This is an excerpt from Dance Improvisations: Warm-Ups, Games and Choreographic Tasks by Justine Reeve.
This is a trust-based task that you can use as an introduction to contact improvisation. It asks dancers to remember what it felt like to be moved in terms of force, timing, correct use of space and quality. It can also get dancers thinking about how they can create original movement material.
- Have dancers work with a partner. If groups are uneven, they can work in groups of three; two dancers can play the same role or they can each take turns as a third observer.
- Ask the dancers to face each other and decide who is sculptor and who is the clay. They will switch roles later.
- Ask the sculptor to gently move the partner's body parts to mould the clay into an artistic shape. For example, they can make fingers point or manipulate the face to create facial expressions. Some common answers include the teapot position or a finger up the nose. Although you may find these answers obvious or crude, remember that the dancers are being creative.
- Ask the dancers to create five more interesting sculptures. Repeating the exercise helps them get used to working this way.
- Have dancers switch roles and repeat the exercise as many times as they did it the first time.

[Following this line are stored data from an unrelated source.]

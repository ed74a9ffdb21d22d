//! Fragment custody
//!
//! Shares are stored sealed with ChaCha20-Poly1305 under an engine-held key.
//! Each fragment gets a fresh random nonce and is bound to its vault and
//! fragment id through the associated data, so a sealed fragment copied into
//! another row fails to open.
//!
//! Fragments are opened one id at a time and only for renewal, extension or
//! reconstruction; plaintext shares never leave this module.

use crate::codec::{self, Share};
use crate::store::Transaction;
use crate::types::FragmentRecord;
use chacha20poly1305::aead::{Aead, KeyInit, Payload};
use chacha20poly1305::{ChaCha20Poly1305, Key, Nonce};
use rand::rngs::OsRng;
use rand::RngCore;
use vigil_core::{FragmentId, PartyId, Scheme, VaultId, VigilError, VigilResult};
use zeroize::Zeroizing;

/// Length of a sealing key in bytes.
pub const SEALING_KEY_LEN: usize = 32;

const NONCE_LEN: usize = 12;

/// Symmetric key protecting fragments at rest.
#[derive(Clone)]
pub struct SealingKey(Zeroizing<[u8; SEALING_KEY_LEN]>);

impl SealingKey {
    /// Fresh random key.
    pub fn generate() -> Self {
        let mut bytes = Zeroizing::new([0u8; SEALING_KEY_LEN]);
        OsRng.fill_bytes(&mut bytes[..]);
        Self(bytes)
    }

    pub fn from_bytes(bytes: [u8; SEALING_KEY_LEN]) -> Self {
        Self(Zeroizing::new(bytes))
    }

    /// Parse a 64-character hex key.
    pub fn from_hex(encoded: &str) -> VigilResult<Self> {
        let decoded = Zeroizing::new(
            hex::decode(encoded.trim())
                .map_err(|_| VigilError::invalid("Sealing key is not valid hex"))?,
        );
        if decoded.len() != SEALING_KEY_LEN {
            return Err(VigilError::invalid(format!(
                "Sealing key must be {SEALING_KEY_LEN} bytes"
            )));
        }
        let mut bytes = Zeroizing::new([0u8; SEALING_KEY_LEN]);
        bytes.copy_from_slice(&decoded);
        Ok(Self(bytes))
    }
}

impl std::fmt::Debug for SealingKey {
    fn fmt(&self, f: &mut std::fmt::Formatter<'_>) -> std::fmt::Result {
        f.write_str("SealingKey(..)")
    }
}

/// Seals, issues, revokes and combines the fragments of every vault.
pub struct FragmentVault {
    cipher: ChaCha20Poly1305,
}

impl std::fmt::Debug for FragmentVault {
    fn fmt(&self, f: &mut std::fmt::Formatter<'_>) -> std::fmt::Result {
        f.debug_struct("FragmentVault").finish_non_exhaustive()
    }
}

fn associated_data(vault_id: VaultId, fragment_id: FragmentId) -> [u8; 32] {
    let mut aad = [0u8; 32];
    aad[..16].copy_from_slice(vault_id.as_bytes());
    aad[16..].copy_from_slice(fragment_id.as_bytes());
    aad
}

impl FragmentVault {
    pub fn new(key: &SealingKey) -> Self {
        Self {
            cipher: ChaCha20Poly1305::new(Key::from_slice(&key.0[..])),
        }
    }

    // =========================================================================
    // SEALING
    // =========================================================================

    fn seal(
        &self,
        vault_id: VaultId,
        id: FragmentId,
        share: &Share,
        assigned_to: Option<PartyId>,
    ) -> VigilResult<FragmentRecord> {
        let mut nonce = [0u8; NONCE_LEN];
        OsRng.fill_bytes(&mut nonce);
        let plaintext = share.to_bytes();
        let aad = associated_data(vault_id, id);
        let sealed = self
            .cipher
            .encrypt(
                Nonce::from_slice(&nonce),
                Payload {
                    msg: &plaintext[..],
                    aad: &aad[..],
                },
            )
            .map_err(|_| VigilError::internal("Fragment sealing failed"))?;
        Ok(FragmentRecord {
            id,
            vault_id,
            index: share.index(),
            nonce,
            sealed,
            checksum: hex::encode(share.checksum()),
            split_id: hex::encode(share.split_id()),
            assigned_to,
        })
    }

    fn open(&self, record: &FragmentRecord) -> VigilResult<Share> {
        let aad = associated_data(record.vault_id, record.id);
        let plaintext = Zeroizing::new(
            self.cipher
                .decrypt(
                    Nonce::from_slice(&record.nonce),
                    Payload {
                        msg: &record.sealed[..],
                        aad: &aad[..],
                    },
                )
                .map_err(|_| VigilError::InvalidFragmentSet)?,
        );
        Ok(Share::from_bytes(&plaintext)?)
    }

    /// Load and open the listed fragments, each by its own id.
    fn load(&self, tx: &Transaction<'_>, ids: &[FragmentId]) -> VigilResult<Vec<Share>> {
        ids.iter()
            .map(|id| {
                let record = tx.fragment(*id)?;
                self.open(record)
            })
            .collect()
    }

    // =========================================================================
    // LIFECYCLE
    // =========================================================================

    /// Split `secret` and store the `N` fragments unassigned.
    pub fn seal_initial(
        &self,
        tx: &mut Transaction<'_>,
        vault_id: VaultId,
        secret: &[u8],
        scheme: Scheme,
    ) -> VigilResult<usize> {
        let shares = codec::split(secret, scheme, &mut OsRng)?;
        for share in &shares {
            let record = self.seal(vault_id, FragmentId::new(), share, None)?;
            tx.upsert_fragment(record);
        }
        Ok(shares.len())
    }

    /// Hand a fragment to a newly active guardian.
    ///
    /// The lowest unassigned fragment is used when there is one; otherwise the
    /// split is extended to the smallest unused index.
    pub fn assign(
        &self,
        tx: &mut Transaction<'_>,
        vault_id: VaultId,
        party_id: PartyId,
        scheme: Scheme,
    ) -> VigilResult<(FragmentId, u8)> {
        let mut slots = tx.fragment_slots(vault_id);
        slots.sort_by_key(|(_, index, _)| *index);

        if let Some((id, index, _)) = slots.iter().find(|(_, _, holder)| holder.is_none()) {
            let mut record = tx.fragment(*id)?.clone();
            record.assigned_to = Some(party_id);
            tx.upsert_fragment(record);
            return Ok((*id, *index));
        }

        let index = (1..=scheme.max_index())
            .find(|candidate| slots.iter().all(|(_, index, _)| index != candidate))
            .ok_or(VigilError::GuardianCapExceeded {
                maximum: scheme.max_guardians(),
            })?;
        let basis: Vec<FragmentId> = slots
            .iter()
            .take(usize::from(scheme.threshold()))
            .map(|(id, _, _)| *id)
            .collect();
        let shares = self.load(tx, &basis)?;
        let share = codec::extend(&shares, scheme, index)?;
        let id = FragmentId::new();
        let record = self.seal(vault_id, id, &share, Some(party_id))?;
        tx.upsert_fragment(record);
        tracing::debug!(%vault_id, index, "split extended for new guardian");
        Ok((id, index))
    }

    /// Destroy a fragment and renew the rest of the lineage.
    ///
    /// Returns the revoked index and how many fragments remain.
    pub fn revoke(
        &self,
        tx: &mut Transaction<'_>,
        vault_id: VaultId,
        fragment_id: FragmentId,
        scheme: Scheme,
    ) -> VigilResult<(u8, usize)> {
        let revoked = tx
            .remove_fragment(fragment_id)
            .ok_or_else(|| VigilError::not_found(format!("Fragment {fragment_id}")))?;

        let slots = tx.fragment_slots(vault_id);
        if slots.is_empty() {
            return Ok((revoked.index, 0));
        }
        let ids: Vec<FragmentId> = slots.iter().map(|(id, _, _)| *id).collect();
        let shares = self.load(tx, &ids)?;
        let renewed = codec::renew(&shares, scheme, &mut OsRng)?;
        for ((id, _, holder), share) in slots.iter().zip(&renewed) {
            let record = self.seal(vault_id, *id, share, *holder)?;
            tx.upsert_fragment(record);
        }
        Ok((revoked.index, renewed.len()))
    }

    /// Combine the given fragments into the secret.
    pub fn reconstruct(
        &self,
        tx: &Transaction<'_>,
        fragment_ids: &[FragmentId],
        scheme: Scheme,
    ) -> VigilResult<Zeroizing<Vec<u8>>> {
        if fragment_ids.len() < usize::from(scheme.threshold()) {
            return Err(VigilError::InvalidFragmentSet);
        }
        let shares = self.load(tx, fragment_ids)?;
        Ok(codec::reconstruct(&shares, scheme)?)
    }
}
//! Vault mutation lock
//!
//! A vault under recovery must not change shape: no new parties, no removed
//! guardians, no schedule edits. Write paths call [`VaultLockGuard::ensure_mutable`]
//! before any other validation so a locked vault always reports
//! [`VigilError::VaultLocked`], whatever else is wrong with the request.

use crate::types::{Vault, VaultStatus};
use vigil_core::{VigilError, VigilResult};

/// Gate in front of every vault and party mutation.
#[derive(Debug, Default, Clone, Copy)]
pub struct VaultLockGuard;

impl VaultLockGuard {
    /// False exactly while recovery is in progress.
    pub fn is_mutable(&self, vault: &Vault) -> bool {
        vault.status != VaultStatus::Triggered
    }

    /// Reject mutations on triggered vaults, then on terminal ones.
    pub fn ensure_mutable(&self, vault: &Vault) -> VigilResult<()> {
        if !self.is_mutable(vault) {
            tracing::debug!(vault_id = %vault.id, "mutation rejected, vault locked");
            return Err(VigilError::VaultLocked);
        }
        if vault.status.is_terminal() {
            return Err(VigilError::transition(vault.status, "modified"));
        }
        Ok(())
    }
}
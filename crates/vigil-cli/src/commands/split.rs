//! `vigil split`: cut a secret into hex-encoded shares.

use super::read_lines;
use anyhow::{bail, Context, Result};
use clap::Args;
use rand::rngs::OsRng;
use std::io::{BufRead, Write};
use vigil_core::Scheme;
use vigil_recovery::codec;
use zeroize::Zeroizing;

#[derive(Args, Debug)]
pub struct SplitArgs {
    /// Fragment scheme, e.g. `2-of-3`
    #[arg(short, long, default_value = "2-of-3")]
    pub scheme: Scheme,

    /// Treat the secret as hex instead of raw text
    #[arg(long)]
    pub hex: bool,
}

/// Read the secret from `input` and write one share per line to `output`.
pub fn run(args: &SplitArgs, input: impl BufRead, mut output: impl Write) -> Result<()> {
    let lines = Zeroizing::new(read_lines(input)?);
    let joined = Zeroizing::new(lines.join("\n"));
    if joined.is_empty() {
        bail!("No secret on standard input");
    }
    let secret = if args.hex {
        Zeroizing::new(hex::decode(joined.as_str()).context("Secret is not valid hex")?)
    } else {
        Zeroizing::new(joined.as_bytes().to_vec())
    };

    let shares = codec::split(&secret, args.scheme, &mut OsRng)?;
    tracing::debug!(scheme = %args.scheme, shares = shares.len(), "secret split");
    for share in &shares {
        writeln!(output, "{}", hex::encode(&share.to_bytes()[..]))?;
    }
    Ok(())
}
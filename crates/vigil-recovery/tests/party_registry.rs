//! Party registry through the engine: guardian bounds, duplicates,
//! invitations, and fragment hand-off on guardian changes.

use assert_matches::assert_matches;
use vigil_core::{OwnerId, Scheme, VigilError};
use vigil_recovery::{NewVault, PartyRole, PartyStatus, VaultFact};
use vigil_testkit::*;

#[test]
fn two_of_three_removal_from_three_guardians_fails() {
    let harness = EngineBuilder::new().build();
    let vault = harness.vault(Scheme::TWO_OF_THREE, 3, 0, 1);

    assert_matches!(
        harness.engine.remove_party(vault.guardians[0]),
        Err(VigilError::MinimumGuardiansRequired { minimum: 3 })
    );
    assert_eq!(harness.engine.parties(vault.vault_id).unwrap().len(), 4);
}

#[test]
fn two_of_three_removal_from_four_guardians_succeeds() {
    let harness = EngineBuilder::new().build();
    let vault = harness.vault(Scheme::TWO_OF_THREE, 4, 0, 1);

    harness.engine.remove_party(vault.guardians[0]).unwrap();

    let fixture = harness.fixture(vault.vault_id, vault.owner_id);
    assert_eq!(fixture.guardians.len(), 3);
    let fragments = harness.engine.fragments(vault.vault_id).unwrap();
    assert_eq!(fragments.len(), 3);
    assert!(fragments.iter().all(|f| f.assigned_to.is_some()));
    assert!(harness
        .facts
        .kinds()
        .contains(&"fragments_renewed"));
}

#[test]
fn guardian_cap_follows_scheme() {
    let harness = EngineBuilder::new().build();

    let small = harness.vault(Scheme::TWO_OF_THREE, 5, 0, 0);
    assert_matches!(
        harness
            .engine
            .add_party(small.vault_id, PartyRole::Guardian, "sixth@example.com"),
        Err(VigilError::GuardianCapExceeded { maximum: 5 })
    );

    let large = harness.vault(Scheme::THREE_OF_FIVE, 5, 0, 0);
    assert_matches!(
        harness
            .engine
            .add_party(large.vault_id, PartyRole::Guardian, "sixth@example.com"),
        Err(VigilError::GuardianCapExceeded { maximum: 5 })
    );
    assert_matches!(
        harness.engine.remove_party(large.guardians[0]),
        Err(VigilError::MinimumGuardiansRequired { minimum: 5 })
    );
}

#[test]
fn extra_guardians_get_extended_fragments() {
    let harness = EngineBuilder::new().build();
    let vault = harness.vault(Scheme::TWO_OF_THREE, 5, 0, 0);

    let indices: Vec<u8> = harness
        .engine
        .fragments(vault.vault_id)
        .unwrap()
        .iter()
        .map(|f| f.index)
        .collect();
    assert_eq!(indices, vec![1, 2, 3, 4, 5]);
}

#[test]
fn duplicate_emails_are_case_insensitive_per_role() {
    let harness = EngineBuilder::new().build();
    let vault = harness.vault(Scheme::TWO_OF_THREE, 3, 0, 0);

    assert_matches!(
        harness
            .engine
            .add_party(vault.vault_id, PartyRole::Guardian, "  GUARDIAN0@Example.com "),
        Err(VigilError::DuplicateParty)
    );
    // same person in another role is fine
    harness
        .engine
        .add_party(vault.vault_id, PartyRole::Beneficiary, "guardian0@example.com")
        .unwrap();
}

#[test]
fn declined_invitation_frees_the_email() {
    let harness = EngineBuilder::new().build();
    let vault = harness.vault(Scheme::TWO_OF_THREE, 3, 0, 0);

    let invited = harness
        .engine
        .invite_party(vault.vault_id, PartyRole::Attestor, "notary@example.com")
        .unwrap();
    assert_matches!(
        harness
            .engine
            .invite_party(vault.vault_id, PartyRole::Attestor, "notary@example.com"),
        Err(VigilError::DuplicateParty)
    );

    harness.engine.decline_invitation(invited).unwrap();
    harness
        .engine
        .invite_party(vault.vault_id, PartyRole::Attestor, "notary@example.com")
        .unwrap();

    assert_matches!(
        harness.engine.accept_invitation(invited),
        Err(VigilError::InvalidStateTransition { .. })
    );
}

#[test]
fn accepted_guardian_invitation_receives_fragment() {
    let harness = EngineBuilder::new().build();
    let vault = harness.vault(Scheme::TWO_OF_THREE, 3, 0, 0);

    let invited = harness
        .engine
        .invite_party(vault.vault_id, PartyRole::Guardian, "late@example.com")
        .unwrap();
    let pending = harness
        .engine
        .parties(vault.vault_id)
        .unwrap()
        .into_iter()
        .find(|p| p.id == invited)
        .unwrap();
    assert_eq!(pending.status, PartyStatus::Pending);
    assert_eq!(pending.fragment_id, None);

    harness.engine.accept_invitation(invited).unwrap();
    let accepted = harness
        .engine
        .parties(vault.vault_id)
        .unwrap()
        .into_iter()
        .find(|p| p.id == invited)
        .unwrap();
    assert_eq!(accepted.status, PartyStatus::Active);
    assert!(accepted.fragment_id.is_some());
    assert!(harness.facts.facts().iter().any(|fact| matches!(
        fact,
        VaultFact::FragmentAssigned { party_id, index: 4, .. } if *party_id == invited
    )));
}

#[test]
fn setup_uses_the_initial_split_before_extending() {
    let harness = EngineBuilder::new().build();
    let vault = harness.vault(Scheme::THREE_OF_FIVE, 5, 0, 0);

    let fragments = harness.engine.fragments(vault.vault_id).unwrap();
    let indices: Vec<u8> = fragments.iter().map(|f| f.index).collect();
    assert_eq!(indices, vec![1, 2, 3, 4, 5]);
    assert!(fragments.iter().all(|f| f.assigned_to.is_some()));
    assert!(!harness.facts.kinds().contains(&"fragments_renewed"));
}

#[test]
fn vault_below_scheme_minimum_is_rejected() {
    let harness = EngineBuilder::new().build();
    for (scheme, guardians) in [(Scheme::TWO_OF_THREE, 2), (Scheme::THREE_OF_FIVE, 4)] {
        let request = NewVault::new(OwnerId::new(), scheme, TEST_SECRET)
            .with_guardians((0..guardians).map(|n| email(PartyRole::Guardian, n)))
            .with_beneficiaries([email(PartyRole::Beneficiary, 0)]);
        let minimum = scheme.min_guardians();
        assert_matches!(
            harness.engine.create_vault(request),
            Err(VigilError::MinimumGuardiansRequired { minimum: m }) if m == minimum
        );
    }
    assert!(harness.facts.facts().is_empty());
}

#[test]
fn triggered_vault_rejects_party_mutations() {
    let harness = EngineBuilder::new().build();
    let vault = harness.vault(Scheme::TWO_OF_THREE, 4, 0, 1);
    harness.trigger(vault.vault_id);

    assert_matches!(
        harness
            .engine
            .add_party(vault.vault_id, PartyRole::Guardian, "new@example.com"),
        Err(VigilError::VaultLocked)
    );
    // malformed input still reports the lock first
    assert_matches!(
        harness
            .engine
            .add_party(vault.vault_id, PartyRole::Guardian, "not an email"),
        Err(VigilError::VaultLocked)
    );
    assert_matches!(
        harness.engine.remove_party(vault.guardians[0]),
        Err(VigilError::VaultLocked)
    );
    assert_matches!(
        harness.engine.update_schedule(vault.vault_id, 1_000, 0),
        Err(VigilError::VaultLocked)
    );
    assert_matches!(
        harness.engine.delete_vault(vault.vault_id),
        Err(VigilError::VaultLocked)
    );
    assert!(!harness.engine.is_mutable(vault.vault_id).unwrap());
}

#[test]
fn malformed_emails_are_invalid() {
    let harness = EngineBuilder::new().build();
    let vault = harness.vault(Scheme::TWO_OF_THREE, 3, 0, 0);
    assert_matches!(
        harness
            .engine
            .add_party(vault.vault_id, PartyRole::Beneficiary, "nobody"),
        Err(VigilError::Invalid { .. })
    );
}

- Next, have the sculptor use five steps to manipulate the clay into a shape or position; the clay dancer must remember each step and then perform it again as if the sculptor is moving them. The final position is not as important as remembering and performing how the dancer got there. This often creates a wonderful quality of movement, but some dancers do it better with their eyes closed because it can be easier to recall how a movement felt in the body.
- Have dancers try the task several times, switching roles each time and focusing on recalling the movements with the same force, timing, use of space and quality.
- Ask dancers to perform their movements for each other with the eyes closed then with eyes open. Ask them if they see a difference in the movements.
- Dancers will end up with short motifs that can be shared with others.
Teaching Tip
The dancers could do this without touching and instead call out which body parts they want to move and where they want it to go. They could also give the movements a speed or dynamic (e.g., “Move your left arm in a circle to the floor, starting and stopping as you go”).
Further Development
Dancers can learn each other's phrase or indeed start again with a partner and create a longer phrase of movement this time with considered force and use of timing.